## Material for this task

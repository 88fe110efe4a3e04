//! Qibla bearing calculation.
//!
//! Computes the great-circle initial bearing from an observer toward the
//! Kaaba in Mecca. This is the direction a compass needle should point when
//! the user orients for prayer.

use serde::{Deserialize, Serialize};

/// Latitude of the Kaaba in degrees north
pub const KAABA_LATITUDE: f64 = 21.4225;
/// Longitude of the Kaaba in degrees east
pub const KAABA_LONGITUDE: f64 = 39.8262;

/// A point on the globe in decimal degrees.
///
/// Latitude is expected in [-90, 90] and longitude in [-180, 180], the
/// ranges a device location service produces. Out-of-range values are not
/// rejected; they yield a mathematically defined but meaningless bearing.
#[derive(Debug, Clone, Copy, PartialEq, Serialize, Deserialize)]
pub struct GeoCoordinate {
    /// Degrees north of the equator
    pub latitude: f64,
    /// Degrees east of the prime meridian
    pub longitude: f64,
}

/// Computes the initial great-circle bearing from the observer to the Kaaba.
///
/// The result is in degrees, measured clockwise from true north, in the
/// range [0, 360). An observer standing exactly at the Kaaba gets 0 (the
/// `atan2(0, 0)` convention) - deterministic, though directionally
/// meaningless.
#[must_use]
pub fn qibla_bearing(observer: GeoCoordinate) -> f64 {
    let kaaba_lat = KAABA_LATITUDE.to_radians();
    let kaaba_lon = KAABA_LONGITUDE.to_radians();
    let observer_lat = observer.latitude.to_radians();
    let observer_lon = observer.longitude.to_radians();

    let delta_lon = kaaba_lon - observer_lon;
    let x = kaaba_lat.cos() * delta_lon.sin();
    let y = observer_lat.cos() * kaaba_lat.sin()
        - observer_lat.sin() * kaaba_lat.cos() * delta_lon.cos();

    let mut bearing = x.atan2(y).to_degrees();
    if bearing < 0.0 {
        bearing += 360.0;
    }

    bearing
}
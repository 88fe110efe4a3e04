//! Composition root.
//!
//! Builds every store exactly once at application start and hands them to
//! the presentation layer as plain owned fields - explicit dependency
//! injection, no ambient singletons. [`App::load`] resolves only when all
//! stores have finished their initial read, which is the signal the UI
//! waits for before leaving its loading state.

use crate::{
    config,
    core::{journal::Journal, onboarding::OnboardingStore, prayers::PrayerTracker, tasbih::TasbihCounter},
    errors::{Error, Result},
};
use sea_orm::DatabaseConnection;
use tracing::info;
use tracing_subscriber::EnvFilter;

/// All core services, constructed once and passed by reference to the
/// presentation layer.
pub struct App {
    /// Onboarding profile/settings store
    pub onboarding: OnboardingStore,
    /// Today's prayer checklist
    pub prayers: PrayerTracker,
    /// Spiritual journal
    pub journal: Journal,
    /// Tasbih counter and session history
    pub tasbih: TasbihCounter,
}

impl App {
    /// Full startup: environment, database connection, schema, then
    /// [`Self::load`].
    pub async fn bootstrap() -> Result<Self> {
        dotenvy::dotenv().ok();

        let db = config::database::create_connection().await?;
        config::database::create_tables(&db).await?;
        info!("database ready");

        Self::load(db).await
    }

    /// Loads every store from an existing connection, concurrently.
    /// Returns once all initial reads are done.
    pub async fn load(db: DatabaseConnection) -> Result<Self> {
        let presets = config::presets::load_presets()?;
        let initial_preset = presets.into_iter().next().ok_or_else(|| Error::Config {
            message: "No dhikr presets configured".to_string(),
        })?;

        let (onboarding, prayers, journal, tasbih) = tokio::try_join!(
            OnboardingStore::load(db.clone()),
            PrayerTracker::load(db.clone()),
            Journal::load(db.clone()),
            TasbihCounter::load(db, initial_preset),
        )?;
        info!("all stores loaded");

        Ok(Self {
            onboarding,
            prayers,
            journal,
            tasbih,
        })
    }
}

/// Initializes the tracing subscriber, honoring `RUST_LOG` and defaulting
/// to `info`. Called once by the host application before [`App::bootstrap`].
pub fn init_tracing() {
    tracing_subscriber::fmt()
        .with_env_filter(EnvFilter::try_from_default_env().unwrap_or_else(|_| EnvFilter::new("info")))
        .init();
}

## Aim of the task
Copy the listing exactly.

## Solved problem
repository 88fe110efe4a3e04
//! Qibla bearing calculation.
//!
//! Computes the great-circle initial bearing from an observer toward the
//! Kaaba in Mecca. This is the direction a compass needle should point when
//! the user orients for prayer.

use serde::{Deserialize, Serialize};

/// Latitude of the Kaaba in degrees north
pub const KAABA_LATITUDE: f64 = 21.4225;
/// Longitude of the Kaaba in degrees east
pub const KAABA_LONGITUDE: f64 = 39.8262;

/// A point on the globe in decimal degrees.
///
/// Latitude is expected in [-90, 90] and longitude in [-180, 180], the
/// ranges a device location service produces. Out-of-range values are not
/// rejected; they yield a mathematically defined but meaningless bearing.
#[derive(Debug, Clone, Copy, PartialEq, Serialize, Deserialize)]
pub struct GeoCoordinate {
    /// Degrees north of the equator
    pub latitude: f64,
    /// Degrees east of the prime meridian
    pub longitude: f64,
}

/// Computes the initial great-circle bearing from the observer to the Kaaba.
///
/// The result is in degrees, measured clockwise from true north, in the
/// range [0, 360). An observer standing exactly at the Kaaba gets 0 (the
/// `atan2(0, 0)` convention) - deterministic, though directionally
/// meaningless.
#[must_use]
pub fn qibla_bearing(observer: GeoCoordinate) -> f64 {
    let kaaba_lat = KAABA_LATITUDE.to_radians();
    let kaaba_lon = KAABA_LONGITUDE.to_radians();
    let observer_lat = observer.latitude.to_radians();
    let observer_lon = observer.longitude.to_radians();

    let delta_lon = kaaba_lon - observer_lon;
    let x = kaaba_lat.cos() * delta_lon.sin();
    let y = observer_lat.cos() * kaaba_lat.sin()
        - observer_lat.sin() * kaaba_lat.cos() * delta_lon.cos();

    let mut bearing = x.atan2(y).to_degrees();
    if bearing < 0.0 {
        bearing += 360.0;
    }

    bearing
}
repository 88fe110efe4a3e04
//! Composition root.
//!
//! Builds every store exactly once at application start and hands them to
//! the presentation layer as plain owned fields - explicit dependency
//! injection, no ambient singletons. [`App::load`] resolves only when all
//! stores have finished their initial read, which is the signal the UI
//! waits for before leaving its loading state.

use crate::{
    config,
    core::{journal::Journal, onboarding::OnboardingStore, prayers::PrayerTracker, tasbih::TasbihCounter},
    errors::{Error, Result},
};
use sea_orm::DatabaseConnection;
use tracing::info;
use tracing_subscriber::EnvFilter;

/// All core services, constructed once and passed by reference to the
/// presentation layer.
pub struct App {
    /// Onboarding profile/settings store
    pub onboarding: OnboardingStore,
    /// Today's prayer checklist
    pub prayers: PrayerTracker,
    /// Spiritual journal
    pub journal: Journal,
    /// Tasbih counter and session history
    pub tasbih: TasbihCounter,
}

impl App {
    /// Full startup: environment, database connection, schema, then
    /// [`Self::load`].
    pub async fn bootstrap() -> Result<Self> {
        dotenvy::dotenv().ok();

        let db = config::database::create_connection().await?;
        config::database::create_tables(&db).await?;
        info!("database ready");

        Self::load(db).await
    }

    /// Loads every store from an existing connection, concurrently.
    /// Returns once all initial reads are done.
    pub async fn load(db: DatabaseConnection) -> Result<Self> {
        let presets = config::presets::load_presets()?;
        let initial_preset = presets.into_iter().next().ok_or_else(|| Error::Config {
            message: "No dhikr presets configured".to_string(),
        })?;

        let (onboarding, prayers, journal, tasbih) = tokio::try_join!(
            OnboardingStore::load(db.clone()),
            PrayerTracker::load(db.clone()),
            Journal::load(db.clone()),
            TasbihCounter::load(db, initial_preset),
        )?;
        info!("all stores loaded");

        Ok(Self {
            onboarding,
            prayers,
            journal,
            tasbih,
        })
    }
}

/// Initializes the tracing subscriber, honoring `RUST_LOG` and defaulting
/// to `info`. Called once by the host application before [`App::bootstrap`].
pub fn init_tracing() {
    tracing_subscriber::fmt()
        .with_env_filter(EnvFilter::try_from_default_env().unwrap_or_else(|_| EnvFilter::new("info")))
        .init();
}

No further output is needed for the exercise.